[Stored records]

--

//! トルコ語の母音分類
//!
//! 母音調和で用いる前舌・後舌の分類と、円唇・非円唇の分類を提供します。
//! 小文字の8母音のみを対象とし、それ以外の文字はどの集合にも属しません。
//!
//! 円唇性の分類は複数形接尾辞の補正規則では参照されません。
//! 円唇調和に従う接尾辞（例: `-(y)ı/i/u/ü`）を扱う場合の拡張点として残しています。

/// 前舌母音
const FRONT_VOWELS: [char; 4] = ['e', 'i', 'ö', 'ü'];

/// 後舌母音
const BACK_VOWELS: [char; 4] = ['a', 'ı', 'o', 'u'];

/// 円唇母音
const ROUND_VOWELS: [char; 4] = ['o', 'ö', 'u', 'ü'];

/// 非円唇母音
const UNROUND_VOWELS: [char; 4] = ['a', 'e', 'ı', 'i'];

/// 舌の前後位置
#[derive(Clone, Copy, Debug, PartialEq, Eq, Hash)]
pub enum Backness {
    /// 前舌
    Front,
    /// 後舌
    Back,
}

/// 母音の素性
#[derive(Clone, Copy, Debug, PartialEq, Eq, Hash)]
pub struct Vowel {
    /// 舌の前後位置
    pub backness: Backness,
    /// 円唇かどうか
    pub round: bool,
}

/// 前舌母音かどうかを判定します。
#[inline(always)]
pub fn is_front_vowel(c: char) -> bool {
    FRONT_VOWELS.contains(&c)
}

/// 後舌母音かどうかを判定します。
#[inline(always)]
pub fn is_back_vowel(c: char) -> bool {
    BACK_VOWELS.contains(&c)
}

/// 円唇母音かどうかを判定します。
#[inline(always)]
pub fn is_round_vowel(c: char) -> bool {
    ROUND_VOWELS.contains(&c)
}

/// 非円唇母音かどうかを判定します。
#[inline(always)]
pub fn is_unround_vowel(c: char) -> bool {
    UNROUND_VOWELS.contains(&c)
}

/// 文字を母音として分類します。
///
/// # 引数
///
/// * `c` - 分類対象の文字
///
/// # 戻り値
///
/// 母音であればその素性、母音でなければ `None`
pub fn classify(c: char) -> Option<Vowel> {
    let backness = if is_front_vowel(c) {
        Backness::Front
    } else if is_back_vowel(c) {
        Backness::Back
    } else {
        return None;
    };
    Some(Vowel {
        backness,
        round: is_round_vowel(c),
    })
}

#[cfg(test)]
mod tests {
    use super::*;

    #[test]
    fn test_backness_partition() {
        for c in ['a', 'ı', 'o', 'u'] {
            assert!(is_back_vowel(c), "{c}");
            assert!(!is_front_vowel(c), "{c}");
        }
        for c in ['e', 'i', 'ö', 'ü'] {
            assert!(is_front_vowel(c), "{c}");
            assert!(!is_back_vowel(c), "{c}");
        }
    }

    #[test]
    fn test_consonants_match_nothing() {
        for c in ['k', 't', 'p', 'ğ', 'ş', 'ç', ' ', '-', 'I', 'İ'] {
            assert!(!is_front_vowel(c), "{c}");
            assert!(!is_back_vowel(c), "{c}");
            assert!(!is_round_vowel(c), "{c}");
            assert!(!is_unround_vowel(c), "{c}");
            assert_eq!(None, classify(c));
        }
    }

    #[test]
    fn test_roundness_partition() {
        for c in FRONT_VOWELS.iter().chain(BACK_VOWELS.iter()).copied() {
            assert_ne!(is_round_vowel(c), is_unround_vowel(c), "{c}");
        }
    }

    #[test]
    fn test_classify() {
        assert_eq!(
            Some(Vowel {
                backness: Backness::Front,
                round: true
            }),
            classify('ü')
        );
        assert_eq!(
            Some(Vowel {
                backness: Backness::Back,
                round: false
            }),
            classify('ı')
        );
        assert_eq!(
            Some(Vowel {
                backness: Backness::Back,
                round: true
            }),
            classify('o')
        );
        assert_eq!(
            Some(Vowel {
                backness: Backness::Front,
                round: false
            }),
            classify('i')
        );
    }
}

--

Task brief >> Print every line of the records exactly. Omit nothing.

Response to the exercise >>
//! トルコ語の母音分類
//!
//! 母音調和で用いる前舌・後舌の分類と、円唇・非円唇の分類を提供します。
//! 小文字の8母音のみを対象とし、それ以外の文字はどの集合にも属しません。
//!
//! 円唇性の分類は複数形接尾辞の補正規則では参照されません。
//! 円唇調和に従う接尾辞（例: `-(y)ı/i/u/ü`）を扱う場合の拡張点として残しています。

/// 前舌母音
const FRONT_VOWELS: [char; 4] = ['e', 'i', 'ö', 'ü'];

/// 後舌母音
const BACK_VOWELS: [char; 4] = ['a', 'ı', 'o', 'u'];

/// 円唇母音
const ROUND_VOWELS: [char; 4] = ['o', 'ö', 'u', 'ü'];

/// 非円唇母音
const UNROUND_VOWELS: [char; 4] = ['a', 'e', 'ı', 'i'];

/// 舌の前後位置
#[derive(Clone, Copy, Debug, PartialEq, Eq, Hash)]
pub enum Backness {
    /// 前舌
    Front,
    /// 後舌
    Back,
}

/// 母音の素性
#[derive(Clone, Copy, Debug, PartialEq, Eq, Hash)]
pub struct Vowel {
    /// 舌の前後位置
    pub backness: Backness,
    /// 円唇かどうか
    pub round: bool,
}

/// 前舌母音かどうかを判定します。
#[inline(always)]
pub fn is_front_vowel(c: char) -> bool {
    FRONT_VOWELS.contains(&c)
}

/// 後舌母音かどうかを判定します。
#[inline(always)]
pub fn is_back_vowel(c: char) -> bool {
    BACK_VOWELS.contains(&c)
}

/// 円唇母音かどうかを判定します。
#[inline(always)]
pub fn is_round_vowel(c: char) -> bool {
    ROUND_VOWELS.contains(&c)
}

/// 非円唇母音かどうかを判定します。
#[inline(always)]
pub fn is_unround_vowel(c: char) -> bool {
    UNROUND_VOWELS.contains(&c)
}

/// 文字を母音として分類します。
///
/// # 引数
///
/// * `c` - 分類対象の文字
///
/// # 戻り値
///
/// 母音であればその素性、母音でなければ `None`
pub fn classify(c: char) -> Option<Vowel> {
    let backness = if is_front_vowel(c) {
        Backness::Front
    } else if is_back_vowel(c) {
        Backness::Back
    } else {
        return None;
    };
    Some(Vowel {
        backness,
        round: is_round_vowel(c),
    })
}

#[cfg(test)]
mod tests {
    use super::*;

    #[test]
    fn test_backness_partition() {
        for c in ['a', 'ı', 'o', 'u'] {
            assert!(is_back_vowel(c), "{c}");
            assert!(!is_front_vowel(c), "{c}");
        }
        for c in ['e', 'i', 'ö', 'ü'] {
            assert!(is_front_vowel(c), "{c}");
            assert!(!is_back_vowel(c), "{c}");
        }
    }

    #[test]
    fn test_consonants_match_nothing() {
        for c in ['k', 't', 'p', 'ğ', 'ş', 'ç', ' ', '-', 'I', 'İ'] {
            assert!(!is_front_vowel(c), "{c}");
            assert!(!is_back_vowel(c), "{c}");
            assert!(!is_round_vowel(c), "{c}");
            assert!(!is_unround_vowel(c), "{c}");
            assert_eq!(None, classify(c));
        }
    }

    #[test]
    fn test_roundness_partition() {
        for c in FRONT_VOWELS.iter().chain(BACK_VOWELS.iter()).copied() {
            assert_ne!(is_round_vowel(c), is_unround_vowel(c), "{c}");
        }
    }

    #[test]
    fn test_classify() {
        assert_eq!(
            Some(Vowel {
                backness: Backness::Front,
                round: true
            }),
            classify('ü')
        );
        assert_eq!(
            Some(Vowel {
                backness: Backness::Back,
                round: false
            }),
            classify('ı')
        );
        assert_eq!(
            Some(Vowel {
                backness: Backness::Back,
                round: true
            }),
            classify('o')
        );
        assert_eq!(
            Some(Vowel {
                backness: Backness::Front,
                round: false
            }),
            classify('i')
        );
    }
}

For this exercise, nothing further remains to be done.